Cuaca Ekstim Hambat Produktivitas Nelayan
TRANSAKSI : Pembeli sedang bertransaksi dengan pengepul ikan di pelangan Ciparage, Tempuran.
TEMPURAN, RAKA – Hasil tangkapan ikan nelayan di Muara Ciparege, Kecamatan Tempuran mengalami penurunan selama 6 bulan terakhir. Akibatnya harga ikan dan tangkapan laut cenderung mahal.
Hal tersebut dikeluhkan oleh Tari, salah seorang pengepul ikan di pelelangan ikan Ciparege yang mengaku pelanggannya berkurang karena tingginya harga tersebut. “Harga dari pelelangannya juga sudah mahal, karena tangkepan nelayan sedikit. Mungkin karena anginnya lagi kencang,” keluhnya.

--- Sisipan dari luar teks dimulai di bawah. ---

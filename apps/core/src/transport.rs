use serde::{Deserialize, Serialize};

use crate::autocomplete::{AutoComplete, AutoCompleteError, ENABLE_ACTIONS_PARAM};
use crate::contract::{
    AutofillResponse, CoreRequest, CoreResponse, OpenPageResponse, SearchResponse,
};

#[derive(Debug, Clone, Serialize, Deserialize, PartialEq, Eq)]
#[serde(rename_all = "snake_case")]
pub enum ErrorCode {
    InvalidJson,
    InvalidRequest,
    Store,
}

#[derive(Debug, Clone, Serialize, Deserialize, PartialEq, Eq)]
pub struct ErrorResponse {
    pub code: ErrorCode,
    pub message: String,
}

#[derive(Debug, Clone, Serialize, Deserialize, PartialEq, Eq)]
#[serde(tag = "status", rename_all = "snake_case")]
pub enum TransportResponse {
    Ok { response: CoreResponse },
    Err { error: ErrorResponse },
}

const SERIALIZE_FAILURE: &str =
    r#"{"status":"err","error":{"code":"invalid_request","message":"response could not be serialized"}}"#;

pub fn handle_request(autocomplete: &mut AutoComplete, request: CoreRequest) -> TransportResponse {
    match execute(autocomplete, request) {
        Ok(response) => TransportResponse::Ok { response },
        Err(error) => TransportResponse::Err {
            error: map_error(error),
        },
    }
}

pub fn handle_json(autocomplete: &mut AutoComplete, payload: &str) -> String {
    let response = match serde_json::from_str::<CoreRequest>(payload) {
        Ok(request) => handle_request(autocomplete, request),
        Err(error) => TransportResponse::Err {
            error: ErrorResponse {
                code: ErrorCode::InvalidJson,
                message: error.to_string(),
            },
        },
    };

    serde_json::to_string(&response).unwrap_or_else(|_| SERIALIZE_FAILURE.to_string())
}

fn execute(
    autocomplete: &mut AutoComplete,
    request: CoreRequest,
) -> Result<CoreResponse, AutoCompleteError> {
    match request {
        CoreRequest::Search(search) => {
            let params = if search.actions { ENABLE_ACTIONS_PARAM } else { "" };
            let result = autocomplete.search_blocking(&search.query, params);
            Ok(CoreResponse::Search(SearchResponse::from(result)))
        }
        CoreRequest::RegisterOpenPage(page) => {
            autocomplete.register_open_page(&page.url)?;
            let open_count = autocomplete.open_page_count(&page.url)?.unwrap_or(0);
            Ok(CoreResponse::RegisterOpenPage(OpenPageResponse {
                url: page.url,
                open_count,
            }))
        }
        CoreRequest::UnregisterOpenPage(page) => {
            autocomplete.unregister_open_page(&page.url)?;
            let open_count = autocomplete.open_page_count(&page.url)?.unwrap_or(0);
            Ok(CoreResponse::UnregisterOpenPage(OpenPageResponse {
                url: page.url,
                open_count,
            }))
        }
        CoreRequest::Autofill(autofill) => {
            let completion = autocomplete.autofill(&autofill.query)?;
            Ok(CoreResponse::Autofill(AutofillResponse::from(completion)))
        }
    }
}

fn map_error(error: AutoCompleteError) -> ErrorResponse {
    match error {
        AutoCompleteError::InvalidRequest(message) => ErrorResponse {
            code: ErrorCode::InvalidRequest,
            message,
        },
        AutoCompleteError::Store(error) => ErrorResponse {
            code: ErrorCode::Store,
            message: error.to_string(),
        },
    }
}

Tingginya harga tangkapan laut tersebut dibenarkan oleh Kardono, bendahara Koperasi Produksi Perikanan Laut (KPPL) Samudra Mulya yang mengelola pelelangan Ciparage. Ia menjelaskan hal tingginya harga di pelelangan karena tingginya harga beli dari nelayan yang mengalami penurunan hasil tangkapan.

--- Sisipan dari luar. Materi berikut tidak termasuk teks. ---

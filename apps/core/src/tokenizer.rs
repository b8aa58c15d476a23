use std::borrow::Cow;

use percent_encoding::{percent_decode_str, utf8_percent_encode, CONTROLS};

const STRIPPED_SCHEMES: [&str; 3] = ["http://", "https://", "ftp://"];

/// Splits an already fixed-up search string into tokens. Empty input yields
/// no tokens.
pub fn tokenize(search: &str) -> Vec<String> {
    search
        .split(' ')
        .filter(|token| !token.is_empty())
        .map(str::to_string)
        .collect()
}

/// Strips a leading scheme and `www.`, then unescapes the remainder the way
/// URLs are shown to users. Case is preserved.
pub fn fixup_search_text(text: &str) -> String {
    unescape_url(strip_prefix(text)).into_owned()
}

/// Removes one of `http://`, `https://`, `ftp://` and then a `www.` prefix.
pub fn strip_prefix(text: &str) -> &str {
    let mut rest = text;
    for scheme in STRIPPED_SCHEMES {
        if let Some(stripped) = rest.strip_prefix(scheme) {
            rest = stripped;
            break;
        }
    }
    rest.strip_prefix("www.").unwrap_or(rest)
}

/// Percent-decodes `input`. Control characters stay escaped, and the input
/// is returned unchanged when nothing is escaped or when the decoded bytes are
/// not valid UTF-8.
pub fn unescape_url(input: &str) -> Cow<'_, str> {
    if !input.contains('%') {
        return Cow::Borrowed(input);
    }

    match percent_decode_str(input).decode_utf8() {
        Ok(decoded) => Cow::Owned(utf8_percent_encode(&decoded, CONTROLS).to_string()),
        Err(_) => Cow::Borrowed(input),
    }
}

#[cfg(test)]
mod tests {
    use super::{fixup_search_text, strip_prefix, tokenize, unescape_url};

    #[test]
    fn empty_input_has_no_tokens() {
        assert!(tokenize("").is_empty());
    }

    #[test]
    fn repeated_spaces_do_not_create_empty_tokens() {
        assert_eq!(tokenize("foo  bar ^"), vec!["foo", "bar", "^"]);
    }

    #[test]
    fn strips_scheme_and_www() {
        assert_eq!(strip_prefix("https://www.mozilla.org/"), "mozilla.org/");
        assert_eq!(strip_prefix("ftp://files.example"), "files.example");
        assert_eq!(strip_prefix("www.example.com"), "example.com");
        assert_eq!(strip_prefix("javascript:void(0)"), "javascript:void(0)");
    }

    #[test]
    fn unescapes_utf8_sequences() {
        assert_eq!(unescape_url("caf%C3%A9%20menu"), "café menu");
        assert_eq!(unescape_url("100%"), "100%");
        assert_eq!(unescape_url("bad%FF"), "bad%FF");
        assert_eq!(unescape_url("tab%09char"), "tab%09char");
        assert_eq!(unescape_url("del%7f%2Fend"), "del%7F/end");
    }

    #[test]
    fn fixup_combines_strip_and_unescape() {
        assert_eq!(fixup_search_text("http://www.a.com/b%20c"), "a.com/b c");
    }
}
use log::debug;
use rusqlite::Connection;

use crate::places_store::{self, StoreError};

#[derive(Debug, Clone, PartialEq, Eq)]
pub enum OpenPageChange {
    Register(String),
    Unregister(String),
}

impl OpenPageChange {
    pub fn apply(&self, db: &Connection) -> Result<(), StoreError> {
        match self {
            Self::Register(url) => places_store::register_open_page(db, url),
            Self::Unregister(url) => places_store::unregister_open_page(db, url),
        }
    }
}

/// Tracks tab open/close notifications that have not reached the temp table
/// yet: before the places store is ready, and while a query batch holds the
/// connection. Changes are written in arrival order.
#[derive(Debug, Default)]
pub struct OpenPageRegistry {
    pending: Vec<OpenPageChange>,
}

impl OpenPageRegistry {
    pub fn new() -> Self {
        Self::default()
    }

    pub fn buffer_register(&mut self, url: &str) {
        self.pending.push(OpenPageChange::Register(url.to_string()));
    }

    /// Cancels the latest pending registration of `url` and returns true.
    /// Without one, queues an unregistration and returns false.
    pub fn buffer_unregister(&mut self, url: &str) -> bool {
        let latest = self
            .pending
            .iter()
            .rposition(|change| matches!(change, OpenPageChange::Register(pending) if pending == url));
        match latest {
            Some(index) => {
                self.pending.remove(index);
                true
            }
            None => {
                self.pending.push(OpenPageChange::Unregister(url.to_string()));
                false
            }
        }
    }

    pub fn pending(&self) -> &[OpenPageChange] {
        &self.pending
    }

    pub fn is_empty(&self) -> bool {
        self.pending.is_empty()
    }

    pub fn clear(&mut self) {
        self.pending.clear();
    }

    /// Registrations of `url` still waiting for the store.
    pub fn pending_count(&self, url: &str) -> usize {
        self.pending
            .iter()
            .filter(|change| matches!(change, OpenPageChange::Register(pending) if pending == url))
            .count()
    }

    /// Writes pending changes to the temp table. Changes that could not be
    /// written stay pending.
    pub fn flush(&mut self, db: &Connection) -> Result<usize, StoreError> {
        let mut written = 0;
        while let Some(change) = self.pending.first() {
            change.apply(db)?;
            self.pending.remove(0);
            written += 1;
        }
        if written > 0 {
            debug!("flushed {written} pending open page changes");
        }
        Ok(written)
    }
}

#[cfg(test)]
mod tests {
    use super::*;

    fn autocomplete_db() -> Connection {
        let db = places_store::open_memory().unwrap();
        places_store::init_autocomplete_connection(&db).unwrap();
        db
    }

    #[test]
    fn unregister_cancels_the_latest_pending_registration() {
        let mut registry = OpenPageRegistry::new();
        registry.buffer_register("http://a.example/");
        registry.buffer_register("http://a.example/");
        assert!(registry.buffer_unregister("http://a.example/"));
        assert!(!registry.buffer_unregister("http://b.example/"));
        assert_eq!(
            registry.pending(),
            [
                OpenPageChange::Register("http://a.example/".to_string()),
                OpenPageChange::Unregister("http://b.example/".to_string()),
            ]
        );
        assert_eq!(registry.pending_count("http://a.example/"), 1);
        assert_eq!(registry.pending_count("http://b.example/"), 0);
    }

    #[test]
    fn flush_counts_repeated_registrations() {
        let db = autocomplete_db();
        let mut registry = OpenPageRegistry::new();
        registry.buffer_register("http://a.example/");
        registry.buffer_register("http://a.example/");
        registry.buffer_register("http://b.example/");

        assert_eq!(registry.flush(&db).unwrap(), 3);
        assert!(registry.is_empty());
        assert_eq!(
            places_store::open_page_count(&db, "http://a.example/").unwrap(),
            Some(2)
        );
        assert_eq!(
            places_store::open_page_count(&db, "http://b.example/").unwrap(),
            Some(1)
        );
    }

    #[test]
    fn queued_unregistration_closes_a_stored_page() {
        let db = autocomplete_db();
        places_store::register_open_page(&db, "http://a.example/").unwrap();

        let mut registry = OpenPageRegistry::new();
        assert!(!registry.buffer_unregister("http://a.example/"));
        registry.flush(&db).unwrap();
        assert_eq!(
            places_store::open_page_count(&db, "http://a.example/").unwrap(),
            None
        );
    }

    #[test]
    fn flush_without_temp_table_keeps_pending_changes() {
        let db = places_store::open_memory().unwrap();
        let mut registry = OpenPageRegistry::new();
        registry.buffer_register("http://a.example/");
        assert!(registry.flush(&db).is_err());
        assert_eq!(registry.pending().len(), 1);
    }
}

Penuturannya, transaksi rata-rata per hari di pelelangan Ciparage saat ini hanya berkisar Rp100juta yang idealnya pada kisaran Rp300 juta. Beberapa hasil laut yang mengalami kenaikan harga Kardono mencontohkan tongkol yang biasanya Rp20 ribu/kg kini mencapai Rp45 ribu/kg. “Hari ini saja misalnya, cumi 2,5 kg itu harga dari nelayannya Rp130 ribu, biasanya cuma Rp80 ribu,” terangnya.
Menurut Kardono, turunnya hasil tangkapan nelayan sudah berlangsung sejak bulan Mei lalu, penyebabnya adalah angin kencang dan cuaca panas belakangan ini. “Jadi seolah-olah ikan itu gak mau muncul ke permukaan karena panasnya cuaca,” ujarnya.
Selain itu, ia juga menganggap dangkalnya muara Ciparege sebagai salah satu sebab menurunnya produktifitas nelayan. Saat ini perahu-perahu besar milik nelayan tidak bisa melaut saat air surut.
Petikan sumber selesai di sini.